Unprecedented infrastructure investment continues to create jobs for SMART sheet metal workers across the country. That includes Connecticut, where a project labor agreement is putting SMART Local 40 sheet metal members to work at Bradley International Airport.

“It’s a fantastic thing. We have a bunch of different people, not only from my local but overall in the Connecticut building trades, doing the background work, talking to the right folks so that we can go in there and make good, living wages” said Local 40 journeyperson Manny Heredia in an interview with SMART News.

Watch Nimmons and Heredia discuss new work for members on SMART News.

The jobs Local 40 members will perform are part of approximately $230 million of work on the airport, which will see a total overhaul of the airport’s baggage handling area. Approximately $20 million of that amount is from federal infrastructure legislation, which included strong hiring incentives that benefit union members.

“We’re going to do energy efficient upgrades to the terminal, HVAC improvements which will include indoor air quality, MERV 13 or better air filters because it is an airport where everyone’s coming in, with all the airborne illnesses we’ve had,” Local 40 Regional Manager John Nimmons told SMART News.

“We are becoming a go-to trade, because people are realizing these buildings do need to have great ventilation systems,” Heredia added.
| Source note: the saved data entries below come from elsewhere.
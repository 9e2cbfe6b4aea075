use crate::model::{Task, TaskCollection};
use crate::repository::SnapshotRepository;

#[derive(Debug, Clone, Copy, PartialEq, Eq)]
pub struct SubscriptionId(u64);

struct Subscriber {
    id: SubscriptionId,
    callback: Box<dyn Fn(&TaskCollection)>,
}

// State container for the task collection. Transitions are synchronous and
// total: an unmatched id is a no-op, never an error, and the caller is not
// told which one happened. Every operation re-persists the full snapshot
// and notifies subscribers, whether or not anything matched.
pub struct TaskStore<R: SnapshotRepository> {
    repository: R,
    state: TaskCollection,
    subscribers: Vec<Subscriber>,
    next_subscription: u64,
}

impl<R: SnapshotRepository> TaskStore<R> {
    pub fn new(repository: R) -> Self {
        let state = repository.load();
        Self {
            repository,
            state,
            subscribers: Vec::new(),
            next_subscription: 0,
        }
    }

    // Current state. Callers must treat this as an immutable snapshot.
    pub fn snapshot(&self) -> &TaskCollection {
        &self.state
    }

    pub fn add_task(&mut self, task: Task) {
        // No duplicate-id check: the collection accepts whatever the caller
        // supplies, duplicates included.
        self.state.tasks.push(task);
        self.commit();
    }

    pub fn update_task(&mut self, task: Task) {
        // Wholesale replacement of every task carrying this id.
        for existing in &mut self.state.tasks {
            if existing.id == task.id {
                *existing = task.clone();
            }
        }
        self.commit();
    }

    pub fn delete_task(&mut self, id: &str) {
        self.state.tasks.retain(|task| task.id != id);
        self.commit();
    }

    pub fn toggle_task_complete(&mut self, id: &str) {
        // Only the first match flips, even if duplicates exist.
        if let Some(task) = self.state.tasks.iter_mut().find(|task| task.id == id) {
            task.completed = !task.completed;
        }
        self.commit();
    }

    pub fn subscribe(&mut self, callback: impl Fn(&TaskCollection) + 'static) -> SubscriptionId {
        let id = SubscriptionId(self.next_subscription);
        self.next_subscription += 1;
        self.subscribers.push(Subscriber {
            id,
            callback: Box::new(callback),
        });
        id
    }

    pub fn unsubscribe(&mut self, id: SubscriptionId) {
        self.subscribers.retain(|subscriber| subscriber.id != id);
    }

    fn commit(&mut self) {
        self.repository.save(&self.state);
        for subscriber in &self.subscribers {
            (subscriber.callback)(&self.state);
        }
    }
}

#[cfg(test)]
mod tests {
    use super::*;
    use std::cell::RefCell;
    use std::rc::Rc;

    // Repository double that hands out a fixed initial state and records
    // every snapshot the store asks it to persist.
    struct RecordingRepository {
        initial: TaskCollection,
        saves: Rc<RefCell<Vec<TaskCollection>>>,
    }

    impl RecordingRepository {
        fn empty() -> (Self, Rc<RefCell<Vec<TaskCollection>>>) {
            Self::with_initial(TaskCollection::new())
        }

        fn with_initial(initial: TaskCollection) -> (Self, Rc<RefCell<Vec<TaskCollection>>>) {
            let saves = Rc::new(RefCell::new(Vec::new()));
            (
                Self {
                    initial,
                    saves: Rc::clone(&saves),
                },
                saves,
            )
        }
    }

    impl SnapshotRepository for RecordingRepository {
        fn load(&self) -> TaskCollection {
            self.initial.clone()
        }

        fn save(&self, collection: &TaskCollection) {
            self.saves.borrow_mut().push(collection.clone());
        }
    }

    fn task(id: &str, title: &str) -> Task {
        Task::new(id.to_string(), title.to_string(), String::new())
    }

    #[test]
    fn test_new_loads_persisted_state() {
        let initial = TaskCollection {
            tasks: vec![task("1", "Buy milk")],
        };
        let (repo, _saves) = RecordingRepository::with_initial(initial.clone());

        let store = TaskStore::new(repo);
        assert_eq!(store.snapshot(), &initial);
    }

    #[test]
    fn test_add_appends_in_order() {
        let (repo, _saves) = RecordingRepository::empty();
        let mut store = TaskStore::new(repo);

        store.add_task(task("1", "first"));
        store.add_task(task("2", "second"));
        store.add_task(task("3", "third"));

        let ids: Vec<&str> = store
            .snapshot()
            .tasks
            .iter()
            .map(|t| t.id.as_str())
            .collect();
        assert_eq!(ids, vec!["1", "2", "3"]);
    }

    #[test]
    fn test_add_permits_duplicate_ids() {
        // Uniqueness is the caller's responsibility; the store accepts
        // colliding ids without complaint.
        let (repo, _saves) = RecordingRepository::empty();
        let mut store = TaskStore::new(repo);

        store.add_task(task("1", "original"));
        store.add_task(task("1", "impostor"));

        let matching: Vec<&Task> = store
            .snapshot()
            .tasks
            .iter()
            .filter(|t| t.id == "1")
            .collect();
        assert_eq!(matching.len(), 2);
        assert_eq!(matching[0].title, "original");
        assert_eq!(matching[1].title, "impostor");
    }

    #[test]
    fn test_update_replaces_wholesale() {
        let (repo, _saves) = RecordingRepository::empty();
        let mut store = TaskStore::new(repo);
        store.add_task(task("1", "Buy milk"));

        let mut replacement = task("1", "Buy milk");
        replacement.description = "2%".to_string();
        replacement.completed = true;
        store.update_task(replacement.clone());

        assert_eq!(store.snapshot().tasks, vec![replacement]);
    }

    #[test]
    fn test_update_unmatched_leaves_state_but_still_persists() {
        let (repo, saves) = RecordingRepository::empty();
        let mut store = TaskStore::new(repo);
        store.add_task(task("1", "Buy milk"));

        let before = store.snapshot().clone();
        let saves_before = saves.borrow().len();

        store.update_task(task("missing", "ghost"));

        assert_eq!(store.snapshot(), &before);
        // The unchanged collection is re-written regardless.
        assert_eq!(saves.borrow().len(), saves_before + 1);
        assert_eq!(saves.borrow().last().unwrap(), &before);
    }

    #[test]
    fn test_delete_removes_all_matches() {
        let (repo, _saves) = RecordingRepository::empty();
        let mut store = TaskStore::new(repo);
        store.add_task(task("1", "first"));
        store.add_task(task("2", "keep me"));
        store.add_task(task("1", "duplicate"));

        store.delete_task("1");

        let ids: Vec<&str> = store
            .snapshot()
            .tasks
            .iter()
            .map(|t| t.id.as_str())
            .collect();
        assert_eq!(ids, vec!["2"]);
    }

    #[test]
    fn test_delete_unmatched_is_noop() {
        let (repo, _saves) = RecordingRepository::empty();
        let mut store = TaskStore::new(repo);
        store.add_task(task("1", "Buy milk"));

        let before = store.snapshot().clone();
        store.delete_task("missing");
        assert_eq!(store.snapshot(), &before);
    }

    #[test]
    fn test_toggle_flips_first_match_only() {
        let (repo, _saves) = RecordingRepository::empty();
        let mut store = TaskStore::new(repo);
        store.add_task(task("1", "first copy"));
        store.add_task(task("1", "second copy"));

        store.toggle_task_complete("1");

        let flags: Vec<bool> = store.snapshot().tasks.iter().map(|t| t.completed).collect();
        assert_eq!(flags, vec![true, false]);
    }

    #[test]
    fn test_toggle_twice_restores_original_flag() {
        let (repo, _saves) = RecordingRepository::empty();
        let mut store = TaskStore::new(repo);
        store.add_task(task("1", "Buy milk"));

        store.toggle_task_complete("1");
        store.toggle_task_complete("1");

        assert!(!store.snapshot().tasks[0].completed);
    }

    #[test]
    fn test_toggle_unmatched_is_noop() {
        let (repo, _saves) = RecordingRepository::empty();
        let mut store = TaskStore::new(repo);
        store.add_task(task("1", "Buy milk"));

        let before = store.snapshot().clone();
        store.toggle_task_complete("missing");
        assert_eq!(store.snapshot(), &before);
    }

    #[test]
    fn test_subscribers_see_every_commit() {
        let (repo, _saves) = RecordingRepository::empty();
        let mut store = TaskStore::new(repo);

        let seen = Rc::new(RefCell::new(Vec::new()));
        let sink = Rc::clone(&seen);
        store.subscribe(move |collection| {
            sink.borrow_mut().push(collection.clone());
        });

        store.add_task(task("1", "Buy milk"));
        store.toggle_task_complete("1");
        store.delete_task("missing");

        let seen = seen.borrow();
        assert_eq!(seen.len(), 3);
        assert_eq!(seen[0].tasks[0].title, "Buy milk");
        assert!(seen[1].tasks[0].completed);
        // No-op commits notify too, with the unchanged snapshot.
        assert_eq!(seen[2], seen[1]);
    }

    #[test]
    fn test_unsubscribe_stops_delivery() {
        let (repo, _saves) = RecordingRepository::empty();
        let mut store = TaskStore::new(repo);

        let count = Rc::new(RefCell::new(0));
        let sink = Rc::clone(&count);
        let subscription = store.subscribe(move |_| {
            *sink.borrow_mut() += 1;
        });

        store.add_task(task("1", "Buy milk"));
        store.unsubscribe(subscription);
        store.add_task(task("2", "Call Bob"));

        assert_eq!(*count.borrow(), 1);
    }

    #[test]
    fn test_store_over_memory_medium() {
        use crate::repository::MemorySnapshotRepository;

        let repo = MemorySnapshotRepository::with_value(
            "{\"tasks\":[{\"id\":\"1\",\"title\":\"Buy milk\",\"description\":\"\",\"completed\":false}]}",
        );
        let mut store = TaskStore::new(repo);
        assert_eq!(store.snapshot().tasks.len(), 1);

        store.toggle_task_complete("1");
        assert!(store.snapshot().tasks[0].completed);
    }

    #[test]
    fn test_crud_scenario() {
        let (repo, saves) = RecordingRepository::empty();
        let mut store = TaskStore::new(repo);

        store.add_task(task("1", "Buy milk"));
        assert_eq!(store.snapshot().tasks.len(), 1);
        assert!(!store.snapshot().tasks[0].completed);

        store.toggle_task_complete("1");
        assert!(store.snapshot().tasks[0].completed);

        let mut edited = task("1", "Buy milk");
        edited.description = "2%".to_string();
        edited.completed = true;
        store.update_task(edited);
        assert_eq!(store.snapshot().tasks[0].description, "2%");

        store.delete_task("1");
        assert!(store.snapshot().is_empty());

        // One persisted snapshot per operation.
        assert_eq!(saves.borrow().len(), 4);
    }
}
In the past, Nimmons explained, any renovations on Bradley International Airport would likely have been performed by nonunion workers. However, current Governor Ned Lamont sought the support of the Connecticut Building Trades during both of his election campaigns, and in return, he has acted in support of union workers.

“We now get to reap the benefits of jobs going our way with just the stroke of the governor’s pen,” Nimmons added. “All four years of our apprenticeship classes are full – we’re actively recruiting journeypersons and apprentices. The workload we have under project labor agreements, public and private in the state of Connecticut, looks very good over the next two-and-a-half to three years.”